Proposals should consist of (1) a 200 word abstract; (2) a two page outline of the chapter and description of what you will cover; (3) a biographical note (written in the third person and suitable for publication) of 150-200 words that includes your motivation for contributing to the book study, your affiliation, designation, and career stage; and (4) a recent CV that clearly indicates your country of origin and residence and lists your main publications.
The selection criteria for proposals will be assessed on the basis of the quality of the abstract, outline and description of the envisaged essay, its originality and relevance; as well as a balance of generation, gender and geographic location of potential contributors.

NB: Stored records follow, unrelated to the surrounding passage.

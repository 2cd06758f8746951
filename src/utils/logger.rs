use tracing_subscriber::{layer::SubscriberExt, util::SubscriberInitExt, EnvFilter};

pub fn init_cli_logger(verbose: bool) {
    let filter = if verbose {
        EnvFilter::try_from_default_env()
            .unwrap_or_else(|_| EnvFilter::new("pantry_planner=debug,info"))
    } else {
        EnvFilter::try_from_default_env().unwrap_or_else(|_| EnvFilter::new("pantry_planner=info"))
    };

    // stdout 保留給 JSON 結果，日誌一律寫到 stderr
    tracing_subscriber::registry()
        .with(filter)
        .with(
            tracing_subscriber::fmt::layer()
                .with_writer(std::io::stderr)
                .with_target(false)
                .with_thread_ids(false)
                .with_file(false)
                .with_line_number(false)
                .compact(),
        )
        .init();
}

pub fn init_json_logger() {
    let filter =
        EnvFilter::try_from_default_env().unwrap_or_else(|_| EnvFilter::new("pantry_planner=info"));

    tracing_subscriber::registry()
        .with(filter)
        .with(
            tracing_subscriber::fmt::layer()
                .with_writer(std::io::stderr)
                .with_target(false)
                .with_thread_ids(false)
                .with_file(false)
                .with_line_number(false)
                .json(), // 部署到服務端時以 JSON 輸出，方便日誌收集
        )
        .init();
}
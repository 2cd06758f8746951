pub mod fallback;
pub mod normalizer;
pub mod parse;
pub mod planner;
pub mod prompt;
pub mod request;

pub use crate::domain::model::{ShoppingList, ShoppingRequest};
pub use crate::domain::ports::{AuditStore, ConfigProvider, GenerativeTextService};
pub use crate::utils::error::Result;
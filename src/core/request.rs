use crate::domain::model::{RawShoppingRequest, ShoppingRequest};
use crate::utils::error::{PlannerError, Result};
use serde_json::Value;

pub struct RequestValidator;

impl RequestValidator {
    /// 驗證呼叫端輸入；這是整條管道唯一會拒絕請求的地方
    pub fn validate(raw: &RawShoppingRequest) -> Result<ShoppingRequest> {
        let budget = parse_budget(raw.budget_inr.as_ref())?;

        let goal = raw
            .goal
            .as_deref()
            .map(str::trim)
            .filter(|goal| !goal.is_empty())
            .ok_or_else(|| PlannerError::validation("goal", "goal cannot be empty"))?;

        Ok(ShoppingRequest {
            budget,
            goal: goal.to_string(),
        })
    }
}

fn parse_budget(value: Option<&Value>) -> Result<u64> {
    let budget = match value {
        None | Some(Value::Null) => {
            return Err(PlannerError::validation("budget_inr", "budget is required"))
        }
        Some(Value::Number(n)) => {
            if let Some(i) = n.as_i64() {
                i
            } else if let Some(u) = n.as_u64() {
                i64::try_from(u)
                    .map_err(|_| PlannerError::validation("budget_inr", "budget is too large"))?
            } else {
                match n.as_f64() {
                    Some(f) if f.fract() == 0.0 && f.abs() < i64::MAX as f64 => f as i64,
                    _ => {
                        return Err(PlannerError::validation(
                            "budget_inr",
                            format!("{} is not a whole number", n),
                        ))
                    }
                }
            }
        }
        Some(Value::String(s)) => s.trim().parse::<i64>().map_err(|_| {
            PlannerError::validation("budget_inr", format!("'{}' is not a whole number", s))
        })?,
        Some(other) => {
            return Err(PlannerError::validation(
                "budget_inr",
                format!("unsupported budget value: {}", other),
            ))
        }
    };

    if budget <= 0 {
        return Err(PlannerError::validation(
            "budget_inr",
            "budget must be greater than zero",
        ));
    }

    Ok(budget as u64)
}

#[cfg(test)]
mod tests {
    use super::*;
    use serde_json::json;

    fn raw(budget: Value, goal: &str) -> RawShoppingRequest {
        RawShoppingRequest::new(budget, goal)
    }

    #[test]
    fn test_accepts_numeric_and_string_budgets() {
        let request = RequestValidator::validate(&raw(json!(800), "light week")).unwrap();
        assert_eq!(request.budget, 800);
        assert_eq!(request.goal, "light week");

        let request = RequestValidator::validate(&raw(json!(" 1200 "), "dinner")).unwrap();
        assert_eq!(request.budget, 1200);

        let request = RequestValidator::validate(&raw(json!(950.0), "dinner")).unwrap();
        assert_eq!(request.budget, 950);
    }

    #[test]
    fn test_goal_is_trimmed() {
        let request = RequestValidator::validate(&raw(json!(500), "  detox week \n")).unwrap();
        assert_eq!(request.goal, "detox week");
    }

    #[test]
    fn test_rejects_zero_and_negative_budget() {
        for budget in [json!(0), json!(-10), json!("0"), json!("-5")] {
            let err = RequestValidator::validate(&raw(budget.clone(), "dinner")).unwrap_err();
            assert!(
                matches!(err, PlannerError::ValidationError { ref field, .. } if field == "budget_inr"),
                "budget {} should be rejected",
                budget
            );
        }
    }

    #[test]
    fn test_rejects_non_numeric_budget() {
        for budget in [json!("abc"), json!(12.5), json!(true), json!([800]), Value::Null] {
            assert!(RequestValidator::validate(&raw(budget, "dinner")).is_err());
        }

        let missing = RawShoppingRequest {
            budget_inr: None,
            goal: Some("dinner".to_string()),
        };
        assert!(RequestValidator::validate(&missing).is_err());
    }

    #[test]
    fn test_rejects_empty_or_missing_goal() {
        let err = RequestValidator::validate(&raw(json!(800), "")).unwrap_err();
        assert!(matches!(err, PlannerError::ValidationError { ref field, .. } if field == "goal"));

        assert!(RequestValidator::validate(&raw(json!(800), "   ")).is_err());

        let missing = RawShoppingRequest {
            budget_inr: Some(json!(800)),
            goal: None,
        };
        assert!(RequestValidator::validate(&missing).is_err());
    }
}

Successful applicants will be asked to submit a draft essay of no longer than 6,000 words by 1 June 2021 and will be invited to a attend a symposium of authors to be held in Zanzibar, Tanzania from 20-24th July 2020 (See Appendix 1 for draft programme). All travel (economy class), accommodation and meals will be arranged and paid for by The Imprint of Education study. Airport transfers and visas (available on arrival if required) will be for participants’ own account.

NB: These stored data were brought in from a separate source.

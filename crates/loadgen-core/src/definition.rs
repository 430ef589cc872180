use reqwest::header::HeaderMap;
use reqwest::Method;
use serde::{Deserialize, Serialize};
use std::collections::{BTreeMap, HashMap};
use std::path::{Path, PathBuf};
use std::sync::Arc;
use tracing::{debug, warn};

use crate::error::DefinitionError;

/// File suffix picked up when scanning a directory for definitions.
pub const DEFINITION_SUFFIX: &str = ".loadtest.toml";

/// What to send for one attempt. `path` is appended to the run's host.
#[derive(Debug, Clone, PartialEq, Eq)]
pub struct RequestSpec {
    pub method: Method,
    pub path: String,
    pub headers: Vec<(String, String)>,
    pub body: Option<String>,
}

impl RequestSpec {
    pub fn new(method: Method, path: impl Into<String>) -> Self {
        Self {
            method,
            path: path.into(),
            headers: Vec::new(),
            body: None,
        }
    }

    pub fn get(path: impl Into<String>) -> Self {
        Self::new(Method::GET, path)
    }
}

/// The parts of a response a test may inspect to classify it.
#[derive(Debug, Clone, Copy)]
pub struct ResponseSpec<'a> {
    pub status: u16,
    pub headers: &'a HeaderMap,
}

/// A load scenario. One instance is shared by every worker, so
/// implementations must be stateless or internally synchronised.
pub trait LoadTest: Send + Sync {
    fn name(&self) -> &str;

    /// Called once per attempt.
    fn build_request(&self) -> RequestSpec;

    fn is_successful(&self, response: &ResponseSpec<'_>) -> bool {
        (200..300).contains(&response.status)
    }

    /// Legacy per-user think time bounds in ms. Reported only; pacing is
    /// driven by the ramp.
    fn wait_time_ms(&self) -> Option<(u64, u64)> {
        None
    }

    /// Per-test override of the run-wide wait-for-body flag.
    fn wait_for_body(&self) -> Option<bool> {
        None
    }
}

/// GET `/`.
pub struct IndexTest;

impl LoadTest for IndexTest {
    fn name(&self) -> &str {
        "IndexTest"
    }

    fn build_request(&self) -> RequestSpec {
        RequestSpec::get("/")
    }
}

/// GET `/?dynamic=true` with a fixed one second think time hint.
pub struct DynamicPerformanceTest;

impl LoadTest for DynamicPerformanceTest {
    fn name(&self) -> &str {
        "DynamicPerformanceTest"
    }

    fn build_request(&self) -> RequestSpec {
        RequestSpec::get("/?dynamic=true")
    }

    fn wait_time_ms(&self) -> Option<(u64, u64)> {
        Some((1000, 1000))
    }
}

fn default_method() -> String {
    "GET".to_string()
}

/// One `[[tests]]` table of a definition file.
#[derive(Debug, Clone, Serialize, Deserialize)]
pub struct TestDefinition {
    pub name: String,
    #[serde(default = "default_method")]
    pub method: String,
    pub path: String,
    #[serde(default)]
    pub headers: BTreeMap<String, String>,
    #[serde(default)]
    pub body: Option<String>,
    /// Status codes counted as success; empty means any 2xx
    #[serde(default)]
    pub success_status: Vec<u16>,
    #[serde(default)]
    pub min_wait_ms: Option<u64>,
    #[serde(default)]
    pub max_wait_ms: Option<u64>,
    #[serde(default)]
    pub wait_for_body: Option<bool>,
}

#[derive(Debug, Clone, Serialize, Deserialize)]
pub struct DefinitionFile {
    #[serde(default)]
    pub tests: Vec<TestDefinition>,
}

/// A [`LoadTest`] described entirely by data.
#[derive(Debug, Clone)]
pub struct DeclarativeTest {
    name: String,
    request: RequestSpec,
    success_status: Vec<u16>,
    wait_time_ms: Option<(u64, u64)>,
    wait_for_body: Option<bool>,
}

impl DeclarativeTest {
    pub fn from_definition(def: TestDefinition, path: &Path) -> Result<Self, DefinitionError> {
        let method = Method::from_bytes(def.method.to_ascii_uppercase().as_bytes()).map_err(
            |_| DefinitionError::InvalidMethod {
                path: path.to_path_buf(),
                name: def.name.clone(),
                method: def.method.clone(),
            },
        )?;

        let wait_time_ms = match (def.min_wait_ms, def.max_wait_ms) {
            (None, None) => None,
            (min, max) => {
                let min = min.or(max).unwrap_or_default();
                let max = max.unwrap_or(min);
                if min > max {
                    return Err(DefinitionError::InvalidWait {
                        path: path.to_path_buf(),
                        name: def.name,
                    });
                }
                Some((min, max))
            }
        };

        Ok(Self {
            request: RequestSpec {
                method,
                path: def.path,
                headers: def.headers.into_iter().collect(),
                body: def.body,
            },
            name: def.name,
            success_status: def.success_status,
            wait_time_ms,
            wait_for_body: def.wait_for_body,
        })
    }
}

impl LoadTest for DeclarativeTest {
    fn name(&self) -> &str {
        &self.name
    }

    fn build_request(&self) -> RequestSpec {
        self.request.clone()
    }

    fn is_successful(&self, response: &ResponseSpec<'_>) -> bool {
        if self.success_status.is_empty() {
            (200..300).contains(&response.status)
        } else {
            self.success_status.contains(&response.status)
        }
    }

    fn wait_time_ms(&self) -> Option<(u64, u64)> {
        self.wait_time_ms
    }

    fn wait_for_body(&self) -> Option<bool> {
        self.wait_for_body
    }
}

/// Parse every test in a definition file.
pub fn load_definition_file(path: impl AsRef<Path>) -> Result<Vec<DeclarativeTest>, DefinitionError> {
    let path = path.as_ref();
    let contents = std::fs::read_to_string(path).map_err(|source| DefinitionError::Io {
        path: path.to_path_buf(),
        source,
    })?;
    let file: DefinitionFile = toml::from_str(&contents).map_err(|source| DefinitionError::Parse {
        path: path.to_path_buf(),
        source,
    })?;

    file.tests
        .into_iter()
        .map(|def| DeclarativeTest::from_definition(def, path))
        .collect()
}

pub type TestFactory = Arc<dyn Fn() -> Arc<dyn LoadTest> + Send + Sync>;

/// Name-to-factory map of the tests a run can select from.
#[derive(Clone, Default)]
pub struct TestRegistry {
    factories: HashMap<String, TestFactory>,
}

impl TestRegistry {
    pub fn new() -> Self {
        Self::default()
    }

    /// Registry holding the compiled-in tests.
    pub fn with_builtins() -> Self {
        let mut registry = Self::new();
        registry.register("IndexTest", || Arc::new(IndexTest) as Arc<dyn LoadTest>);
        registry.register("DynamicPerformanceTest", || {
            Arc::new(DynamicPerformanceTest) as Arc<dyn LoadTest>
        });
        registry
    }

    /// Later registrations under the same name replace earlier ones.
    pub fn register<F>(&mut self, name: impl Into<String>, factory: F)
    where
        F: Fn() -> Arc<dyn LoadTest> + Send + Sync + 'static,
    {
        let name = name.into();
        if self.factories.insert(name.clone(), Arc::new(factory)).is_some() {
            debug!("Replacing registered test {}", name);
        }
    }

    pub fn register_declarative(&mut self, test: DeclarativeTest) {
        let test = Arc::new(test);
        let name = test.name().to_string();
        self.register(name, move || test.clone() as Arc<dyn LoadTest>);
    }

    pub fn resolve(&self, name: &str) -> Option<Arc<dyn LoadTest>> {
        self.factories.get(name).map(|factory| factory())
    }

    pub fn contains(&self, name: &str) -> bool {
        self.factories.contains_key(name)
    }

    pub fn names(&self) -> Vec<String> {
        let mut names: Vec<String> = self.factories.keys().cloned().collect();
        names.sort();
        names
    }

    pub fn len(&self) -> usize {
        self.factories.len()
    }

    pub fn is_empty(&self) -> bool {
        self.factories.is_empty()
    }

    /// Register all tests from one file. Errors are returned to the caller.
    pub fn load_file(&mut self, path: impl AsRef<Path>) -> Result<usize, DefinitionError> {
        let tests = load_definition_file(path)?;
        let count = tests.len();
        for test in tests {
            self.register_declarative(test);
        }
        Ok(count)
    }

    /// Register tests from every `*.loadtest.toml` directly inside `dir`.
    /// Unreadable or malformed files are skipped with a warning.
    pub fn load_directory(&mut self, dir: impl AsRef<Path>) -> Result<usize, DefinitionError> {
        let dir = dir.as_ref();
        let entries = std::fs::read_dir(dir).map_err(|source| DefinitionError::Io {
            path: dir.to_path_buf(),
            source,
        })?;

        let mut files: Vec<PathBuf> = entries
            .filter_map(|entry| entry.ok())
            .map(|entry| entry.path())
            .filter(|path| {
                path.is_file()
                    && path
                        .file_name()
                        .and_then(|n| n.to_str())
                        .is_some_and(|n| n.ends_with(DEFINITION_SUFFIX))
            })
            .collect();
        files.sort();

        let mut loaded = 0;
        for path in files {
            match self.load_file(&path) {
                Ok(count) => {
                    debug!("Loaded {} tests from {:?}", count, path);
                    loaded += count;
                }
                Err(e) => warn!("Skipping test definitions: {}", e),
            }
        }
        Ok(loaded)
    }
}

#[cfg(test)]
mod tests {
    use super::*;
    use std::io::Write;

    const DEFINITIONS: &str = r#"
[[tests]]
name = "Health"
path = "/health"
success_status = [200, 204]
wait_for_body = false

[[tests]]
name = "CreateOrder"
method = "post"
path = "/orders"
body = '{"sku": 1}'
min_wait_ms = 500
max_wait_ms = 1500

[tests.headers]
content-type = "application/json"
"#;

    fn write_file(dir: &Path, name: &str, contents: &str) -> PathBuf {
        let path = dir.join(name);
        let mut file = std::fs::File::create(&path).unwrap();
        file.write_all(contents.as_bytes()).unwrap();
        path
    }

    #[test]
    fn test_builtins_resolve() {
        let registry = TestRegistry::with_builtins();
        assert_eq!(registry.names(), vec!["DynamicPerformanceTest", "IndexTest"]);

        let test = registry.resolve("IndexTest").unwrap();
        assert_eq!(test.build_request(), RequestSpec::get("/"));
        assert!(registry.resolve("Missing").is_none());
    }

    #[test]
    fn test_default_success_is_2xx() {
        let headers = HeaderMap::new();
        let ok = ResponseSpec { status: 204, headers: &headers };
        let redirect = ResponseSpec { status: 302, headers: &headers };
        assert!(IndexTest.is_successful(&ok));
        assert!(!IndexTest.is_successful(&redirect));
    }

    #[test]
    fn test_load_definition_file() {
        let dir = tempfile::tempdir().unwrap();
        let path = write_file(dir.path(), "shop.loadtest.toml", DEFINITIONS);

        let tests = load_definition_file(&path).unwrap();
        assert_eq!(tests.len(), 2);

        let health = &tests[0];
        assert_eq!(health.name(), "Health");
        assert_eq!(health.wait_for_body(), Some(false));
        let headers = HeaderMap::new();
        assert!(health.is_successful(&ResponseSpec { status: 204, headers: &headers }));
        assert!(!health.is_successful(&ResponseSpec { status: 201, headers: &headers }));

        let order = &tests[1];
        let request = order.build_request();
        assert_eq!(request.method, Method::POST);
        assert_eq!(request.body.as_deref(), Some(r#"{"sku": 1}"#));
        assert_eq!(
            request.headers,
            vec![("content-type".to_string(), "application/json".to_string())]
        );
        assert_eq!(order.wait_time_ms(), Some((500, 1500)));
    }

    #[test]
    fn test_invalid_wait_bounds() {
        let dir = tempfile::tempdir().unwrap();
        let path = write_file(
            dir.path(),
            "bad.loadtest.toml",
            "[[tests]]\nname = \"Bad\"\npath = \"/\"\nmin_wait_ms = 10\nmax_wait_ms = 5\n",
        );
        assert!(matches!(
            load_definition_file(&path),
            Err(DefinitionError::InvalidWait { .. })
        ));
    }

    #[test]
    fn test_invalid_method() {
        let dir = tempfile::tempdir().unwrap();
        let path = write_file(
            dir.path(),
            "bad.loadtest.toml",
            "[[tests]]\nname = \"Bad\"\nmethod = \"G ET\"\npath = \"/\"\n",
        );
        assert!(matches!(
            load_definition_file(&path),
            Err(DefinitionError::InvalidMethod { .. })
        ));
    }

    #[test]
    fn test_load_directory_skips_broken_files() {
        let dir = tempfile::tempdir().unwrap();
        write_file(dir.path(), "shop.loadtest.toml", DEFINITIONS);
        write_file(dir.path(), "broken.loadtest.toml", "[[tests]]\nname = ");
        write_file(dir.path(), "ignored.toml", "[[tests]]\nname = \"Nope\"\npath = \"/\"\n");

        let mut registry = TestRegistry::with_builtins();
        let loaded = registry.load_directory(dir.path()).unwrap();

        assert_eq!(loaded, 2);
        assert!(registry.contains("Health"));
        assert!(registry.contains("CreateOrder"));
        assert!(!registry.contains("Nope"));
        assert_eq!(registry.len(), 4);
    }

    #[test]
    fn test_explicit_file_errors_propagate() {
        let mut registry = TestRegistry::new();
        assert!(matches!(
            registry.load_file("/definitely/not/here.loadtest.toml"),
            Err(DefinitionError::Io { .. })
        ));
        assert!(registry.is_empty());
    }
}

In attendance at the symposium will be graduates who have participated in a filmmaking activity to capture ideas and perspectives on leadership in African contexts as well as a professional documentary-maker who will film aspects of the symposium and interview participants with their permission for inclusion in the documentary.

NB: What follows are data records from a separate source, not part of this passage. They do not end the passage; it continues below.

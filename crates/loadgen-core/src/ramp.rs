use std::time::Duration;
use tokio::time::{interval, Instant, MissedTickBehavior};
use tokio_util::sync::CancellationToken;
use tracing::info;

use crate::pool::WorkerPool;

/// Deterministic ramp: every tick adds `spawn_rate` users until `users` is
/// reached, using integer math only.
#[derive(Debug, Clone)]
pub struct RampPlanner {
    users: u64,
    spawn_rate: u64,
    queued: u64,
}

impl RampPlanner {
    pub fn new(users: u64, spawn_rate: u64) -> Self {
        Self {
            users,
            spawn_rate,
            queued: 0,
        }
    }

    /// Aggregate target after the ticks applied so far.
    pub fn queued(&self) -> u64 {
        self.queued
    }

    pub fn is_full(&self) -> bool {
        self.queued >= self.users
    }

    /// Apply one tick and return the new aggregate target.
    pub fn advance(&mut self) -> u64 {
        self.queued = self.queued.saturating_add(self.spawn_rate).min(self.users);
        self.queued
    }

    /// `ceil(queued / workers)`. Every worker receives this rate, so the
    /// aggregate may exceed `users` by up to `workers - 1`.
    pub fn per_worker_rate(&self, workers: usize) -> u64 {
        if workers == 0 {
            return 0;
        }
        self.queued.div_ceil(workers as u64)
    }

    /// Ticks needed to reach the full user count.
    pub fn ticks_to_full(&self) -> u64 {
        self.users.div_ceil(self.spawn_rate.max(1))
    }
}

/// Drives a timed run: ramps the pool once per tick and samples throughput.
pub struct RampScheduler {
    planner: RampPlanner,
    duration: Duration,
    tick: Duration,
}

impl RampScheduler {
    pub fn new(planner: RampPlanner, duration: Duration) -> Self {
        Self {
            planner,
            duration,
            tick: Duration::from_secs(1),
        }
    }

    pub fn with_tick(mut self, tick: Duration) -> Self {
        self.tick = tick;
        self
    }

    /// Run until `duration` has elapsed or `shutdown` fires. Returns one
    /// dispatch-rate sample per elapsed tick. Workers are left running; the
    /// caller stops the pool.
    pub async fn run(mut self, pool: &WorkerPool, shutdown: &CancellationToken) -> Vec<u64> {
        let mut ticker = interval(self.tick);
        ticker.set_missed_tick_behavior(MissedTickBehavior::Delay);
        let start: Instant = ticker.tick().await;

        let mut rps_series = Vec::new();
        let mut last_total = 0u64;
        let mut reported_full = false;

        info!("Starting up...");

        loop {
            if !reported_full {
                let queued = self.planner.advance();
                pool.broadcast_rate(self.planner.per_worker_rate(pool.len()));
                info!("Spawned {} out of {} users", queued, self.planner.users);

                if self.planner.is_full() {
                    info!("Finished spawning {} users", self.planner.users);
                    reported_full = true;
                }
            }

            if !pool.is_launched() && self.planner.per_worker_rate(pool.len()) > 0 {
                pool.launch();
            }

            tokio::select! {
                _ = shutdown.cancelled() => {
                    info!("Run cancelled");
                    break;
                }
                _ = ticker.tick() => {}
            }

            let total = pool.dispatched_total();
            let delta = total.saturating_sub(last_total);
            last_total = total;
            rps_series.push(delta);
            info!(
                "Executed {} Requests | {} RPS | Target {} RPS",
                total,
                delta,
                self.planner.queued()
            );

            if start.elapsed() >= self.duration {
                break;
            }
        }

        rps_series
    }
}
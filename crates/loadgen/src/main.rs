use anyhow::{Context, Result};
use clap::Parser;
use loadgen_core::{
    render_console, write_html_report, write_json_report, RunConfig, RunResult, Runner,
    TestRegistry, HTML_REPORT_PATH,
};
use std::path::{Path, PathBuf};
use tracing::{info, warn};

#[derive(Parser, Debug)]
#[command(name = "loadgen")]
#[command(about = "HTTP load tester - ramps virtual users against a host and reports latency")]
struct Args {
    /// Number of users to simulate
    #[arg(short, long, required_unless_present = "list")]
    users: Option<u64>,

    /// Users per second to add until all users are running
    #[arg(short = 'r', long, required_unless_present = "list")]
    spawn_rate: Option<u64>,

    /// Run time in seconds
    #[arg(short, long, required_unless_present = "list")]
    seconds: Option<u64>,

    /// Name of the test to execute
    #[arg(short, long, required_unless_present = "list")]
    test: Option<String>,

    /// Host to test against, prepended to every request path
    #[arg(short = 'H', long, required_unless_present = "list")]
    host: Option<String>,

    /// Load test definitions from this file instead of scanning the working directory
    #[arg(short, long)]
    file: Option<PathBuf>,

    /// Number of workers. Defaults to the number of logical cores
    #[arg(long)]
    threads: Option<usize>,

    /// Max concurrent connections per target. Unbounded by default
    #[arg(long)]
    connections: Option<usize>,

    /// Wait for the full response body instead of only the headers
    #[arg(long, default_value_t = true, action = clap::ArgAction::Set)]
    wait_for_body: bool,

    /// Per-request timeout in milliseconds
    #[arg(long, default_value = "30000")]
    timeout_ms: u64,

    /// Also write an HTML report to report.html
    #[arg(long)]
    html: bool,

    /// Write aggregated results as JSON to this path
    #[arg(long)]
    json: Option<PathBuf>,

    /// Print the names of all available tests and exit
    #[arg(long)]
    list: bool,
}

impl Args {
    fn run_config(&self) -> Result<RunConfig> {
        let users = self.users.context("--users is required")?;
        let spawn_rate = self.spawn_rate.context("--spawn-rate is required")?;
        let seconds = self.seconds.context("--seconds is required")?;
        let host = self.host.clone().context("--host is required")?;

        let mut config = RunConfig::new(users, spawn_rate, seconds, host);
        if let Some(threads) = self.threads {
            config.workers = threads;
        }
        config.max_connections = self.connections;
        config.wait_for_body = self.wait_for_body;
        config.request_timeout_ms = self.timeout_ms;
        config.validate()?;
        Ok(config)
    }
}

fn main() -> Result<()> {
    tracing_subscriber::fmt()
        .with_env_filter(
            tracing_subscriber::EnvFilter::try_from_default_env()
                .unwrap_or_else(|_| tracing_subscriber::EnvFilter::new("info")),
        )
        .init();

    let args = Args::parse();
    let registry = load_registry(args.file.as_deref())?;

    if args.list {
        for name in registry.names() {
            println!("{}", name);
        }
        return Ok(());
    }

    let config = args.run_config()?;
    let test = args.test.clone().context("--test is required")?;

    let runtime = tokio::runtime::Builder::new_multi_thread()
        .worker_threads(config.workers)
        .thread_name("loadgen-worker")
        .enable_all()
        .build()
        .context("Failed to build tokio runtime")?;

    let result = runtime.block_on(run(config, registry, &test))?;

    print!("{}", render_console(&result));

    if args.html {
        write_html_report(&result, HTML_REPORT_PATH)?;
    }
    if let Some(path) = &args.json {
        write_json_report(&result, path)?;
    }

    Ok(())
}

fn load_registry(file: Option<&Path>) -> Result<TestRegistry> {
    let mut registry = TestRegistry::with_builtins();

    match file {
        Some(path) => {
            let count = registry
                .load_file(path)
                .with_context(|| format!("Failed to load tests from {:?}", path))?;
            info!("Loaded {} tests from {:?}", count, path);
        }
        None => {
            let cwd = std::env::current_dir().context("Failed to read working directory")?;
            match registry.load_directory(&cwd) {
                Ok(0) => {}
                Ok(count) => info!("Loaded {} tests from {:?}", count, cwd),
                Err(e) => warn!("Not scanning for test definitions: {}", e),
            }
        }
    }

    Ok(registry)
}

async fn run(config: RunConfig, registry: TestRegistry, test: &str) -> Result<RunResult> {
    let runner = Runner::new(config, registry);

    let shutdown = runner.shutdown_token();
    tokio::spawn(async move {
        if tokio::signal::ctrl_c().await.is_ok() {
            warn!("Interrupted, stopping the run early");
            shutdown.cancel();
        }
    });

    Ok(runner.run(test).await?)
}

Final essays, ready for external review will be due on 30 September 2021. It is envisaged that the final volume will appear in print in early 2023 (Open Access with a reputable scholarly publisher). A more detailed timeline is available in Appendix 1. Authors whose chapters are included for publication will be paid an honorarium of ZAR30,000 once the book is in production.
Academic enquiries about the envisaged book and this call can be directed to Professor Sharlene Swartz at [email protected] Logistical enquiries and proposals (submitted as one pdf file) should be directed Tania Fraser [email protected]
The closing date for proposals is 5 February 2021. Successful authors will be notified of the acceptance of their proposal by 28 February 2021.